You know when I sit and when I rise;
You perceive my thoughts from afar.
You discern my going out and my lying down;
You are familiar with all my ways.
Before a word is on my tongue you know it completely, O Lord.”
It comforts me to know that God can see my heart. He knows my intentions. And He knows every time I mean well but don’t express it, every time I mess up but didn’t intend to, every time I’m misunderstood and miserable. He knows. And He extends grace anyway.
- See it as a chance to grow. In addition to knowing my heart, God is able to show me, through my situation, how I can be more loving and sensitive to the needs of others, and at the same time not be someone who weighs down others with a list of unmet expectations.
- Do what you can and then let it go. Sometimes there’s only so much we can do. Do it. And then let it go. In my case, I took the time to write out a card to my hurting friend and mailed it that day. I reiterated the hurt in my heart that I had caused her pain. I reminded her that I truly loved her. And then I left it in the Lord’s hands. I prayed for her heart to receive it well. And I prayed for His strength to move forward, and not become bitter at her response, or timid to reach out to another person, or resentful that “this is ministry.”
My friend was gracious in her response. And I learned something more through the situation. Whenever something hurts (like a comment, an insult, or unintentionally hurting someone else), I now ask God to show me through it how I can be more sensitive next time, how I can avoid the situation in the first place, and how I can become like Christ through it. He really does honor our prayers when we seek to know Him through our circumstances.
In my case, I prayed for a heart to be more concerned with others and what they’re going through than my own to-do list. And I made a conscious decision that day to extend a bit further, and call more frequently when it came to that particular friend.
Are there people in your life you continue to disappoint? Do you get frustrated at the thought that there are too many people to please and too little of you? Are you sometimes ready to quit because you can’t seem to get it right when it comes to relationships?
Take heart, my friend. There is One who knows your heart and your hurts, your intentions and oversights, your disappointments and frustrations. And with all He knows, He continues to give you another chance, continues to mold you into the person He wants you to be, and continues to show you how to imitate His love, whether it is well-received or not.
If you’re feeling alone today because you’ve been misunderstood, or because you feel you haven’t been the best friend you could be, take hope in this: There is One who knows all about you and loves you just the same.
Hope in Him. Pour out your heart to Him. And let Him be the One to clear your name.
For more on finding comfort in God’s love, see my books, Letting God Meet Your Emotional Needs, Women on the Edge, and When God Sees Your Tears.
Thank you for sharing your experience and wise response regarding the misunderstanding.
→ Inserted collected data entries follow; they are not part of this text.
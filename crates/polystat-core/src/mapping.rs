//! Legacy value-to-text and range-to-text mappings.
//!
//! A mapping that matches replaces unit formatting entirely. A `NaN` value
//! stands in for a null sample, so the default `null -> N/A` mapping is what
//! an empty series displays.

use serde::{Deserialize, Deserializer, Serialize, Serializer};

use crate::config::{PanelConfig, parse_leading_int};

/// Which mapping list the panel uses.
#[derive(Debug, Clone, Copy, PartialEq, Eq, Default)]
pub enum MappingType {
    /// `valueMaps` are active.
    #[default]
    ValueToText,
    /// `rangeMaps` are active.
    RangeToText,
}

impl MappingType {
    /// Numeric code stored in the panel record.
    pub fn code(self) -> u8 {
        match self {
            MappingType::ValueToText => 1,
            MappingType::RangeToText => 2,
        }
    }
}

impl Serialize for MappingType {
    fn serialize<S: Serializer>(&self, serializer: S) -> Result<S::Ok, S::Error> {
        serializer.serialize_u8(self.code())
    }
}

impl<'de> Deserialize<'de> for MappingType {
    fn deserialize<D: Deserializer<'de>>(deserializer: D) -> Result<Self, D::Error> {
        let value = serde_json::Value::deserialize(deserializer)?;
        Ok(match parse_leading_int(&value) {
            Some(2) => MappingType::RangeToText,
            _ => MappingType::ValueToText,
        })
    }
}

/// `value -> text` entry of the panel record.
#[derive(Debug, Clone, PartialEq, Eq, Serialize, Deserialize)]
pub struct ValueMap {
    #[serde(default = "null_text", deserialize_with = "string_or_number")]
    pub value: String,
    #[serde(default = "default_op")]
    pub op: String,
    #[serde(default)]
    pub text: String,
}

impl ValueMap {
    /// Creates an equality mapping.
    pub fn new(value: impl Into<String>, text: impl Into<String>) -> Self {
        Self {
            value: value.into(),
            op: default_op(),
            text: text.into(),
        }
    }
}

/// `[from, to] -> text` entry of the panel record.
#[derive(Debug, Clone, PartialEq, Eq, Serialize, Deserialize)]
pub struct RangeMap {
    #[serde(default = "null_text", deserialize_with = "string_or_number")]
    pub from: String,
    #[serde(default = "null_text", deserialize_with = "string_or_number")]
    pub to: String,
    #[serde(default)]
    pub text: String,
}

impl RangeMap {
    /// Creates an inclusive range mapping.
    pub fn new(from: impl Into<String>, to: impl Into<String>, text: impl Into<String>) -> Self {
        Self {
            from: from.into(),
            to: to.into(),
            text: text.into(),
        }
    }
}

/// A mapping in the form the lookup service consumes.
#[derive(Debug, Clone, PartialEq)]
pub enum ValueMapping {
    /// Exact value (or `null`) match.
    Value(ValueMap),
    /// Inclusive range (or `null..null`) match.
    Range(RangeMap),
}

/// Builds the active mapping list from the panel record.
pub fn mappings_from_panel(config: &PanelConfig) -> Vec<ValueMapping> {
    match config.mapping_type {
        MappingType::ValueToText => config
            .value_maps
            .iter()
            .cloned()
            .map(ValueMapping::Value)
            .collect(),
        MappingType::RangeToText => config
            .range_maps
            .iter()
            .cloned()
            .map(ValueMapping::Range)
            .collect(),
    }
}

/// Value-mapping lookup service.
pub trait ValueMapper: Send + Sync {
    /// Returns the text of the first mapping that matches `value`.
    fn map(&self, mappings: &[ValueMapping], value: f64) -> Option<String>;
}

/// Grafana's legacy matching rules.
#[derive(Debug, Clone, Copy, Default)]
pub struct LegacyValueMapper;

impl ValueMapper for LegacyValueMapper {
    fn map(&self, mappings: &[ValueMapping], value: f64) -> Option<String> {
        mappings
            .iter()
            .find(|m| matches(m, value))
            .map(|m| match m {
                ValueMapping::Value(v) => v.text.clone(),
                ValueMapping::Range(r) => r.text.clone(),
            })
    }
}

fn matches(mapping: &ValueMapping, value: f64) -> bool {
    let is_null = value.is_nan();
    match mapping {
        ValueMapping::Value(map) => {
            if is_null {
                return map.value.eq_ignore_ascii_case("null");
            }
            parse_float(&map.value).is_some_and(|m| m == value)
        }
        ValueMapping::Range(map) => {
            if is_null {
                return map.from.eq_ignore_ascii_case("null") && map.to.eq_ignore_ascii_case("null");
            }
            match (parse_float(&map.from), parse_float(&map.to)) {
                (Some(from), Some(to)) => value >= from && value <= to,
                _ => false,
            }
        }
    }
}

fn parse_float(text: &str) -> Option<f64> {
    text.trim().parse::<f64>().ok().filter(|f| !f.is_nan())
}

fn null_text() -> String {
    "null".to_string()
}

fn default_op() -> String {
    "=".to_string()
}

fn string_or_number<'de, D>(deserializer: D) -> Result<String, D::Error>
where
    D: Deserializer<'de>,
{
    let value = Option::<serde_json::Value>::deserialize(deserializer)?;
    Ok(match value {
        Some(serde_json::Value::String(s)) => s,
        Some(serde_json::Value::Null) | None => null_text(),
        Some(other) => other.to_string(),
    })
}
//! Click-through URL resolution.
//!
//! A template is resolved in three passes:
//!
//! 1. single-metric tokens, against the tile being resolved:
//!    `${__cell_name}`, `${__cell}` (formatted value), `${__cell_raw}`
//! 2. nth-metric tokens, against any tile by position:
//!    `${__cell_name_N}`, `${__cell_N}`, `${__cell_raw_N}`
//! 3. host template variables (`${var}` / `$var`)
//!
//! Tokens that do not resolve are left in place.

use std::collections::HashMap;

use url::Url;

use crate::config::PanelConfig;
use crate::model::TileModel;

/// Host template-variable substitution.
pub trait TemplateVariables: Send + Sync {
    /// Replaces every known variable reference in `template`.
    fn replace(&self, template: &str) -> String;
}

/// URL sanitizer applied to default click-throughs.
pub trait UrlSanitizer: Send + Sync {
    fn sanitize(&self, url: &str) -> String;
}

/// Fixed set of template variables.
#[derive(Debug, Clone, Default)]
pub struct TemplateVars {
    vars: HashMap<String, String>,
}

impl TemplateVars {
    pub fn new() -> Self {
        Self::default()
    }

    /// Adds or replaces a variable.
    #[must_use]
    pub fn with(mut self, name: impl Into<String>, value: impl Into<String>) -> Self {
        self.vars.insert(name.into(), value.into());
        self
    }

    pub fn insert(&mut self, name: impl Into<String>, value: impl Into<String>) {
        self.vars.insert(name.into(), value.into());
    }
}

impl<K: Into<String>, V: Into<String>> FromIterator<(K, V)> for TemplateVars {
    fn from_iter<I: IntoIterator<Item = (K, V)>>(iter: I) -> Self {
        Self {
            vars: iter.into_iter().map(|(k, v)| (k.into(), v.into())).collect(),
        }
    }
}

impl TemplateVariables for TemplateVars {
    fn replace(&self, template: &str) -> String {
        let mut out = String::with_capacity(template.len());
        let mut rest = template;

        while let Some(pos) = rest.find('$') {
            out.push_str(&rest[..pos]);
            let after = &rest[pos + 1..];

            let (name, consumed) = if let Some(braced) = after.strip_prefix('{') {
                match braced.find('}') {
                    Some(end) => (&braced[..end], end + 2),
                    None => ("", 0),
                }
            } else {
                let end = after
                    .find(|c: char| !(c.is_ascii_alphanumeric() || c == '_'))
                    .unwrap_or(after.len());
                (&after[..end], end)
            };

            match self.vars.get(name) {
                Some(value) if consumed > 0 => out.push_str(value),
                _ => out.push_str(&rest[pos..=pos + consumed]),
            }
            rest = &after[consumed..];
        }
        out.push_str(rest);
        out
    }
}

/// Rejects URLs with a scheme outside a small allow-list by prefixing
/// `unsafe:`; relative URLs pass through.
#[derive(Debug, Clone, Copy, Default)]
pub struct SchemeAllowList;

impl SchemeAllowList {
    const ALLOWED: &'static [&'static str] = &["http", "https", "ftp", "mailto", "tel", "file"];
}

impl UrlSanitizer for SchemeAllowList {
    fn sanitize(&self, url: &str) -> String {
        let trimmed: String = url.trim().chars().filter(|c| !c.is_control()).collect();
        match Url::parse(&trimmed) {
            Ok(parsed) if Self::ALLOWED.contains(&parsed.scheme()) => trimmed,
            Ok(parsed) => {
                tracing::debug!(scheme = parsed.scheme(), "Rejected click-through scheme");
                format!("unsafe:{trimmed}")
            }
            Err(url::ParseError::RelativeUrlWithoutBase) => trimmed,
            Err(e) => {
                tracing::debug!(error = %e, "Click-through does not parse as a URL");
                format!("unsafe:{trimmed}")
            }
        }
    }
}

/// Resolves the panel's default click-through template.
pub struct ClickThroughResolver<'a> {
    vars: &'a dyn TemplateVariables,
}

impl<'a> ClickThroughResolver<'a> {
    pub fn new(vars: &'a dyn TemplateVariables) -> Self {
        Self { vars }
    }

    /// Resolves `template` for the tile at `index`.
    ///
    /// `None` resolves the panel-level default, where single-metric tokens
    /// have no tile to refer to.
    pub fn resolve_default(&self, index: Option<usize>, template: &str, tiles: &[TileModel]) -> String {
        let url = transform_single_metric(index, template, tiles);
        let url = transform_nth_metric(&url, tiles);
        self.vars.replace(&url)
    }

    /// Fills in every tile whose click-through is still unresolved.
    ///
    /// Only those tiles get the new-tab and sanitize flags and a
    /// sanitized URL. Tiles that already carry a click-through are left
    /// alone.
    pub fn apply_defaults(
        &self,
        mut tiles: Vec<TileModel>,
        config: &PanelConfig,
        sanitizer: &dyn UrlSanitizer,
    ) -> Vec<TileModel> {
        let opts = &config.polystat;
        let resolved: Vec<Option<String>> = tiles
            .iter()
            .enumerate()
            .map(|(i, tile)| {
                tile.click_through
                    .is_empty()
                    .then(|| self.resolve_default(Some(i), &opts.default_click_through, &tiles))
            })
            .collect();

        for (tile, url) in tiles.iter_mut().zip(resolved) {
            if let Some(url) = url {
                tile.sanitized_url = sanitizer.sanitize(&url);
                tile.click_through = url;
                tile.new_tab_enabled = opts.default_click_through_new_tab;
                tile.sanitize_url_enabled = opts.default_click_through_sanitize;
            }
        }
        tiles
    }
}

fn raw_value(tile: &TileModel) -> String {
    if tile.value.is_nan() {
        String::new()
    } else {
        tile.value.to_string()
    }
}

fn transform_single_metric(index: Option<usize>, template: &str, tiles: &[TileModel]) -> String {
    let Some(tile) = index.and_then(|i| tiles.get(i)) else {
        return template.to_string();
    };
    template
        .replace("${__cell_name}", &tile.name)
        .replace("${__cell_raw}", &raw_value(tile))
        .replace("${__cell}", tile.value_formatted.as_deref().unwrap_or_default())
}

fn transform_nth_metric(template: &str, tiles: &[TileModel]) -> String {
    const OPEN: &str = "${__cell";

    let mut out = String::with_capacity(template.len());
    let mut rest = template;
    while let Some(pos) = rest.find(OPEN) {
        out.push_str(&rest[..pos]);
        let token = &rest[pos..];
        let Some(end) = token.find('}') else {
            out.push_str(token);
            rest = "";
            break;
        };
        let body = &token[2..end];
        match nth_token_value(body, tiles) {
            Some(value) => out.push_str(&value),
            None => out.push_str(&token[..=end]),
        }
        rest = &token[end + 1..];
    }
    out.push_str(rest);
    out
}

/// Value for `__cell_name_N`, `__cell_raw_N` or `__cell_N`.
fn nth_token_value(body: &str, tiles: &[TileModel]) -> Option<String> {
    let parse = |suffix: &str| suffix.parse::<usize>().ok().and_then(|n| tiles.get(n));

    if let Some(tile) = body.strip_prefix("__cell_name_").and_then(parse) {
        return Some(tile.name.clone());
    }
    if let Some(tile) = body.strip_prefix("__cell_raw_").and_then(parse) {
        return Some(raw_value(tile));
    }
    body.strip_prefix("__cell_")
        .and_then(parse)
        .map(|tile| tile.value_formatted.clone().unwrap_or_default())
}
I appreciate being reminded that misunderstandings are a part of all our lives and to be expected, not feared as personal failure. I have found such comfort in knowing that God sees each person’s side in the relational trouble and loves us each where we are at on our journey with Him. I have a tendency to want to rush and fix the misunderstanding so I feel better but I am learning to sit with the pain and learn from it with the guidance of the Holy Spirit. I am learning to want the fruit of the Spirit, not the fruit of my labour in trying to fix the brokenness to soothe my own discomfort. When I wait on Him, I grow in Spiritual maturity and that is a “win”.
Wow, Carol, you just described me at times, too. How I try to “fix” it all sometimes without waiting to see how God wants to “fix” me through it, instead. 🙂 Thank you for putting your experience into words. It ministered to me greatly. 🙂
Thank you Cindi!
Such a well written devotional on being misunderstood. Love your closing words” Hope in Him. Pour out your heart to Him. And let Him be the One to clear your name.”